Post-transcriptional regulation of RNA has increasingly been recognized as a means to regulate translation, both temporally and spatially. Regulation of RNA localization and RNA stability contribute to changes in cellular protein levels and cells' ability to respond to their environment. For example, subcellular localization of mRNAs and targeted mRNA degradation affect protein levels by regulating an mRNA's translational availability, while post-transcriptional modifications of RNAs can affect the stability of protein synthesis machinery. The work detailed in this thesis focuses on two different post-transcriptional mechanisms that directly impact cellular responses.

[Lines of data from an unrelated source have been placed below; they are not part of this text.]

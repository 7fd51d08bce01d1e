//! FrameSource trait - pipeline input interface

use crate::Frame;

/// Something that yields frames on demand.
///
/// One call is one capture cycle. An empty vector means nothing was available
/// this cycle (camera recovering, all captures failed); it is not an error.
#[trait_variant::make(FrameSource: Send)]
pub trait LocalFrameSource {
    /// Source name (used for logging/metrics)
    fn name(&self) -> &str;

    /// Capture from every ready camera
    async fn capture_cycle(&self) -> Vec<Frame>;
}
//! Bounded in-memory offline queue

use std::collections::VecDeque;
use std::sync::atomic::{AtomicU64, Ordering};
use std::sync::Mutex;

use contracts::SyncPayload;
use tracing::warn;

/// FIFO of payloads awaiting delivery. When full, new payloads are rejected
/// and counted as dropped.
#[derive(Debug)]
pub struct OfflineQueue {
    items: Mutex<VecDeque<SyncPayload>>,
    capacity: usize,
    dropped: AtomicU64,
}

impl OfflineQueue {
    pub fn new(capacity: usize) -> Self {
        Self {
            items: Mutex::new(VecDeque::with_capacity(capacity.min(1024))),
            capacity,
            dropped: AtomicU64::new(0),
        }
    }

    pub fn capacity(&self) -> usize {
        self.capacity
    }

    pub fn push(&self, payload: SyncPayload) -> bool {
        let mut items = self.items.lock().unwrap_or_else(|e| e.into_inner());
        if items.len() >= self.capacity {
            drop(items);
            self.dropped.fetch_add(1, Ordering::Relaxed);
            warn!(
                detection_id = payload.detection_id,
                capacity = self.capacity,
                "Offline queue full, dropping payload"
            );
            return false;
        }
        items.push_back(payload);
        observability::record_offline_queue_depth(items.len());
        true
    }

    /// Take up to `n` payloads from the front
    pub fn pop_batch(&self, n: usize) -> Vec<SyncPayload> {
        let mut items = self.items.lock().unwrap_or_else(|e| e.into_inner());
        let take = n.min(items.len());
        let batch: Vec<_> = items.drain(..take).collect();
        observability::record_offline_queue_depth(items.len());
        batch
    }

    /// Put a failed batch back at the front, preserving order. Payloads that
    /// no longer fit are dropped; returns how many.
    pub fn requeue(&self, batch: Vec<SyncPayload>) -> usize {
        let mut items = self.items.lock().unwrap_or_else(|e| e.into_inner());
        let room = self.capacity.saturating_sub(items.len());
        let overflow = batch.len().saturating_sub(room);
        for payload in batch.into_iter().take(room).rev() {
            items.push_front(payload);
        }
        observability::record_offline_queue_depth(items.len());
        drop(items);

        if overflow > 0 {
            self.dropped.fetch_add(overflow as u64, Ordering::Relaxed);
            warn!(overflow, "Offline queue full on requeue, dropping payloads");
        }
        overflow
    }

    /// Whether a payload for `detection_id` is already waiting
    pub fn contains(&self, detection_id: i64) -> bool {
        self.items
            .lock()
            .unwrap_or_else(|e| e.into_inner())
            .iter()
            .any(|p| p.detection_id == detection_id)
    }

    pub fn len(&self) -> usize {
        self.items.lock().unwrap_or_else(|e| e.into_inner()).len()
    }

    pub fn is_empty(&self) -> bool {
        self.len() == 0
    }

    pub fn dropped(&self) -> u64 {
        self.dropped.load(Ordering::Relaxed)
    }
}
//! # Config Loader
//!
//! Configuration loading and parsing module.
//!
//! Responsibilities:
//! - Parse TOML/JSON configuration files
//! - Validate configuration legality
//! - Produce an `AgentConfig`
//!
//! # Example
//!
//! ```no_run
//! use config_loader::ConfigLoader;
//! use std::path::Path;
//!
//! let config = ConfigLoader::load_from_path(Path::new("agent.toml")).unwrap();
//! println!("Device: {}", config.device.id);
//! ```

mod parser;
mod validator;

pub use contracts::AgentConfig;
pub use parser::ConfigFormat;

use contracts::ContractError;
use std::path::Path;

/// Configuration loader
pub struct ConfigLoader;

impl ConfigLoader {
    /// Load configuration from file path
    ///
    /// Automatically detects format from file extension (.toml / .json).
    ///
    /// # Errors
    /// - File read failure
    /// - Unsupported format
    /// - Parse failure
    /// - Validation failure
    pub fn load_from_path(path: &Path) -> Result<AgentConfig, ContractError> {
        let format = Self::detect_format(path)?;
        let content = std::fs::read_to_string(path)?;
        Self::load_from_str(&content, format)
    }

    /// Load configuration from string
    pub fn load_from_str(content: &str, format: ConfigFormat) -> Result<AgentConfig, ContractError> {
        let config = parser::parse(content, format)?;
        validator::validate(&config)?;
        Ok(config)
    }

    /// Validate an already-built configuration (e.g. after CLI overrides)
    pub fn validate(config: &AgentConfig) -> Result<(), ContractError> {
        validator::validate(config)
    }

    /// Serialize AgentConfig to TOML string
    pub fn to_toml(config: &AgentConfig) -> Result<String, ContractError> {
        toml::to_string_pretty(config)
            .map_err(|e| ContractError::config_parse(format!("TOML serialize error: {e}")))
    }

    /// Serialize AgentConfig to JSON string
    pub fn to_json(config: &AgentConfig) -> Result<String, ContractError> {
        serde_json::to_string_pretty(config)
            .map_err(|e| ContractError::config_parse(format!("JSON serialize error: {e}")))
    }

    fn detect_format(path: &Path) -> Result<ConfigFormat, ContractError> {
        let ext = path.extension().and_then(|e| e.to_str()).ok_or_else(|| {
            ContractError::config_parse("cannot determine file format from extension")
        })?;

        ConfigFormat::from_extension(ext).ok_or_else(|| {
            ContractError::config_parse(format!("unsupported config format: .{ext}"))
        })
    }
}
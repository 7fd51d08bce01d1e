//! Request signing
//!
//! `X-Signature` is the hex HMAC-SHA256 of `"<timestamp>.<body>"` keyed by the
//! device secret. Without a secret the header is sent empty.

use hmac::{Hmac, Mac};
use sha2::Sha256;

type HmacSha256 = Hmac<Sha256>;

#[derive(Clone, Default)]
pub struct RequestSigner {
    secret: Option<Vec<u8>>,
}

impl RequestSigner {
    pub fn new(secret: Option<&str>) -> Self {
        Self {
            secret: secret
                .filter(|s| !s.is_empty())
                .map(|s| s.as_bytes().to_vec()),
        }
    }

    pub fn is_enabled(&self) -> bool {
        self.secret.is_some()
    }

    pub fn sign(&self, timestamp: i64, body: &str) -> String {
        let Some(secret) = &self.secret else {
            return String::new();
        };
        let Ok(mut mac) = HmacSha256::new_from_slice(secret) else {
            return String::new();
        };
        mac.update(timestamp.to_string().as_bytes());
        mac.update(b".");
        mac.update(body.as_bytes());
        hex::encode(mac.finalize().into_bytes())
    }
}

impl std::fmt::Debug for RequestSigner {
    fn fmt(&self, f: &mut std::fmt::Formatter<'_>) -> std::fmt::Result {
        f.debug_struct("RequestSigner")
            .field("enabled", &self.is_enabled())
            .finish()
    }
}
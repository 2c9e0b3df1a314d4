use chrono::{DateTime, Utc};
use serde::{Deserialize, Serialize};

use crate::error::{BatchError, Result};
use crate::scheduler::job::{Job, JobId, JobStatus};
use crate::worker::WorkerId;

/// Progress a job reports as soon as it is handed to a worker.
pub const START_PROGRESS: u8 = 10;

/// Aggregate counters over the whole batch.
#[derive(Debug, Clone, Copy, Default, PartialEq, Eq, Serialize, Deserialize)]
pub struct JobCounts {
    pub total: usize,
    pub pending: usize,
    pub in_progress: usize,
    pub completed: usize,
    pub timed_out: usize,
}

impl JobCounts {
    pub fn processed(&self) -> usize {
        self.completed + self.timed_out
    }

    /// Jobs that are not terminal yet.
    pub fn remaining(&self) -> usize {
        self.total - self.processed()
    }
}

/// Immutable copy of the registry, safe to hand to renderers.
#[derive(Debug, Clone, Serialize, Deserialize)]
pub struct RegistrySnapshot {
    pub taken_at: DateTime<Utc>,
    pub jobs: Vec<Job>,
    pub counts: JobCounts,
}

/// Authoritative state for every job in the batch.
///
/// Only forward transitions are applied. Anything else (a late `Completed` for
/// a job that already timed out, a second terminal status, progress for a job
/// that is not running) is a no-op, so replayed or stale worker events cannot
/// corrupt the counters.
#[derive(Debug)]
pub struct TaskRegistry {
    jobs: Vec<Job>,
    completed: usize,
    timed_out: usize,
    in_progress: usize,
}

impl TaskRegistry {
    /// One pending job per payload, indexed in input order.
    pub fn create<I>(payloads: I) -> Self
    where
        I: IntoIterator<Item = String>,
    {
        let jobs: Vec<Job> = payloads
            .into_iter()
            .enumerate()
            .map(|(id, payload)| Job::new(id, payload))
            .collect();

        Self {
            jobs,
            completed: 0,
            timed_out: 0,
            in_progress: 0,
        }
    }

    pub fn len(&self) -> usize {
        self.jobs.len()
    }

    pub fn is_empty(&self) -> bool {
        self.jobs.is_empty()
    }

    pub fn get(&self, id: JobId) -> Result<&Job> {
        self.jobs.get(id).ok_or(BatchError::JobNotFound(id))
    }

    fn get_mut(&mut self, id: JobId) -> Result<&mut Job> {
        self.jobs.get_mut(id).ok_or(BatchError::JobNotFound(id))
    }

    pub fn status(&self, id: JobId) -> Result<JobStatus> {
        Ok(self.get(id)?.status)
    }

    /// Apply a status transition. Returns `Ok(false)` when the transition is
    /// not allowed from the job's current state and nothing changed.
    pub fn set_status(&mut self, id: JobId, status: JobStatus) -> Result<bool> {
        let now = Utc::now();
        let job = self.get_mut(id)?;
        if !job.status.can_transition_to(status) {
            return Ok(false);
        }

        job.status = status;
        match status {
            JobStatus::InProgress => {
                job.started_at = Some(now);
                job.progress = START_PROGRESS;
            }
            JobStatus::Completed => {
                job.finished_at = Some(now);
                job.progress = 100;
            }
            JobStatus::TimedOut => {
                job.finished_at = Some(now);
                job.progress = 0;
            }
            JobStatus::Pending => {}
        }

        match status {
            JobStatus::InProgress => self.in_progress += 1,
            JobStatus::Completed => {
                self.in_progress -= 1;
                self.completed += 1;
            }
            JobStatus::TimedOut => {
                self.in_progress -= 1;
                self.timed_out += 1;
            }
            JobStatus::Pending => {}
        }
        Ok(true)
    }

    /// Record the worker a job was bound to.
    pub fn bind_worker(&mut self, id: JobId, worker: WorkerId) -> Result<()> {
        self.get_mut(id)?.worker = Some(worker);
        Ok(())
    }

    /// Update progress of a running job. Returns `Ok(false)` if the job is not
    /// in progress or the value would move backwards.
    pub fn set_progress(&mut self, id: JobId, value: u8) -> Result<bool> {
        let job = self.get_mut(id)?;
        let value = value.min(100);
        if job.status != JobStatus::InProgress || value < job.progress {
            return Ok(false);
        }
        job.progress = value;
        Ok(true)
    }

    /// Attach an artifact name. For a job that already timed out the name is
    /// kept as a diagnostic note and the job itself is left untouched.
    pub fn record_artifact(&mut self, id: JobId, artifact: impl Into<String>) -> Result<()> {
        let job = self.get_mut(id)?;
        let artifact = artifact.into();
        match job.status {
            JobStatus::TimedOut => job.late_artifact = Some(artifact),
            _ => job.artifact = Some(artifact),
        }
        Ok(())
    }

    pub fn counts(&self) -> JobCounts {
        let total = self.jobs.len();
        JobCounts {
            total,
            pending: total - self.in_progress - self.completed - self.timed_out,
            in_progress: self.in_progress,
            completed: self.completed,
            timed_out: self.timed_out,
        }
    }

    /// Whether any job still needs a worker, either to start or to finish.
    pub fn has_unfinished(&self) -> bool {
        self.counts().remaining() > 0
    }

    pub fn snapshot(&self) -> RegistrySnapshot {
        RegistrySnapshot {
            taken_at: Utc::now(),
            jobs: self.jobs.clone(),
            counts: self.counts(),
        }
    }

    pub fn jobs(&self) -> &[Job] {
        &self.jobs
    }
}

Subcellular localization of mRNA has increasingly been recognized in polarized cells. In neurons, mRNA localization becomes extremely important because of the great distances separating the cell body where mRNAs are generated and the termini of their cytoplasmic processes needed for physiological functions that underlie movement, sensation, learning, and memory. However, the ultimate fate of such localized neuronal mRNAs has not been tested. For neuronal systems, RNA degradation has been demonstrated in dendrites but not in axons. This thesis focuses on the mechanisms of RNA decay in axonal processes. My results show that the proteins involved in mRNA degradation (Upf1, CCR4, DCP1a, XRN1) and mRNA sequestration (TIA-1) from translational machinery localize to sensory axons. Colocalization between these proteins and mRNAs suggest that axons have the ability to locally degrade mRNAs. Indeed, axonal beta-actin mRNA shows reduced survival after exposure to Semaphorin 3A or MAG while exposure to NGF increases its survival in axons. Together, these and other data outlined in this thesis indicate that localized mRNAs are subjected to ligand dependent stabilization or destabilization likely through traditional RNA decay pathways.

In contrast to mRNAs, tRNAs and rRNAs that are part of the translational machinery are long-lived, due in part to post-transcriptional modifications that confer stability to the these RNAs by modifying one or more of their nucleobases. The most common post-translational RNA modification which also confers stability to RNA is pseudouridine [1]. There are two possible mechanisms that a family of psi synthases uses to isomerize uridine to pseudouridine in various non-coding RNAs. Following previous research on two pseudouridine synthases, deuterium labeling studies and MS analysis were used to discern whether the product of the broken adduct between TruA and a fluorinated substrate analog is hydrated in the same manner as another psi synthase, RluA. This work demonstrates that a representative psi synthase from a third family of psi synthases identically handles 5-fluorouridinylated substrate analogs to form two isomeric products.